Deleuze and Guattari said in What Is Philosophy? that the latter is above all production of concepts. I don’t know if Nancy commented on this idea. In my opinion, however, he would have said that concepts are the means of philosophy, not the ends. And what were these ends according to him? I would say that they were precisely what lies behind every concept. And a non-conceptualizable is the body itself. This breaks with the philosophical tradition, which from the beginning has focused on the spirit or mind, which is then also thought; while the body has mostly been relegated as a special thing among things, a part of nature. With Nancy, the corpus – as he writes – becomes the central object of philosophical conceptualization. The body is an intruder with respect to the reassuring house of conceptuality, but conceptuality today only touches the real to the extent that it is measured with this non-conceptualizable otherness.

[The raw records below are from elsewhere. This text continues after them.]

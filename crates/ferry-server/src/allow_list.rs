/*
 *  Copyright 2025-2026 Colliery Software
 *
 *  Licensed under the Apache License, Version 2.0 (the "License");
 *  you may not use this file except in compliance with the License.
 *  You may obtain a copy of the License at
 *
 *      http://www.apache.org/licenses/LICENSE-2.0
 *
 *  Unless required by applicable law or agreed to in writing, software
 *  distributed under the License is distributed on an "AS IS" BASIS,
 *  WITHOUT WARRANTIES OR CONDITIONS OF ANY KIND, either express or implied.
 *  See the License for the specific language governing permissions and
 *  limitations under the License.
 */

//! Cross-origin allow-list.
//!
//! The CORS layer asks [`OriginAllowList::allows`] on every request carrying
//! an `Origin` header, so replacing the list takes effect immediately without
//! rebuilding the router. Each replacement bumps a version number that can be
//! logged or compared by callers.

use parking_lot::RwLock;
use std::collections::BTreeSet;
use std::sync::Arc;
use tracing::info;

const ANY_ORIGIN: &str = "*";

#[derive(Debug, Default)]
struct AllowListState {
    version: u64,
    origins: BTreeSet<String>,
}

/// Shared, versioned set of allowed origins. Clones share the same list.
#[derive(Debug, Clone, Default)]
pub struct OriginAllowList {
    state: Arc<RwLock<AllowListState>>,
}

impl OriginAllowList {
    pub fn new<I, S>(origins: I) -> Self
    where
        I: IntoIterator<Item = S>,
        S: Into<String>,
    {
        Self {
            state: Arc::new(RwLock::new(AllowListState {
                version: 1,
                origins: normalise(origins),
            })),
        }
    }

    /// Whether `origin` may make cross-origin requests.
    pub fn allows(&self, origin: &str) -> bool {
        let state = self.state.read();
        state.origins.contains(ANY_ORIGIN)
            || state.origins.contains(origin.trim_end_matches('/'))
    }

    /// Replaces the whole list and returns the new version.
    pub fn replace<I, S>(&self, origins: I) -> u64
    where
        I: IntoIterator<Item = S>,
        S: Into<String>,
    {
        let origins = normalise(origins);
        let mut state = self.state.write();
        state.version += 1;
        state.origins = origins;
        info!(version = state.version, origins = state.origins.len(), "Origin allow-list replaced");
        state.version
    }

    pub fn version(&self) -> u64 {
        self.state.read().version
    }

    /// Current origins in sorted order.
    pub fn origins(&self) -> Vec<String> {
        self.state.read().origins.iter().cloned().collect()
    }
}

fn normalise<I, S>(origins: I) -> BTreeSet<String>
where
    I: IntoIterator<Item = S>,
    S: Into<String>,
{
    origins
        .into_iter()
        .map(Into::into)
        .map(|origin| origin.trim().trim_end_matches('/').to_string())
        .filter(|origin| !origin.is_empty())
        .collect()
}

A concern certainly not without political implications. Today our ethical-political problem is not to assimilate what is similar to us, it is not to say “we are all human beings, therefore we are all the same”. Because part of humanity does not want to be “equal to us”, and reminds us of this… noisily. So, the great problem is what to do with that radical human otherness that history continually throws at us, and that challenges all our virtuous programs of tolerance, assimilation, inclusion. The excluded who refuse to be included are at the heart of our history, it is precisely what Western society, including philosophy, must measure itself against. And I believe that any reference to the most pressing current events is superfluous.
Jean-Luc’s desire to write, converse and debate was surprising. Over the course of twenty years we accumulated a correspondence of which he was almost always the instigator. Our exchanges – sometimes even controversial – have taught me a lot. But one of his responses in particular made a mark on me.
Years ago I confided to him a certain perplexity of mine on twentieth century philosophy, which, in my opinion, was far too fascinated by emptiness. I thought of Being as Lichtung, clearing, in Heidegger. But also Sartre’s per-se as nothingness, Beckett and Cioran’s voids, Blanchot’s insistence on nonsense, Lacan’s lack as structuring every subjectivity, the pure trace in Derrida… I wondered whether this passion for emptiness did not disguise a secret desire to exterminate entities, a contempt for the dense world that was perhaps not alien to the disasters of the “short century”… It was not my desire to return to positivism, to a world that is all and only positive, in which there is no space for lack, difference, the negative, but I perceived this attraction to the void, which is today the badge of the “intellectual” as such, as morbid.
Jean-Luc replied by saying that the void was needed for entities to breathe. The metaphor of breathing impressed me. After all, what drives us to philosophize is precisely this need to breathe, it is the desire to see that gap between entities which is the condition of their moving, sliding, swapping places … Philosophy actually cares for entities, therefore it provides them that oxygen of absence that allows them to move, as entities, independently of us. And Nancy gave us a great deal of oxygen.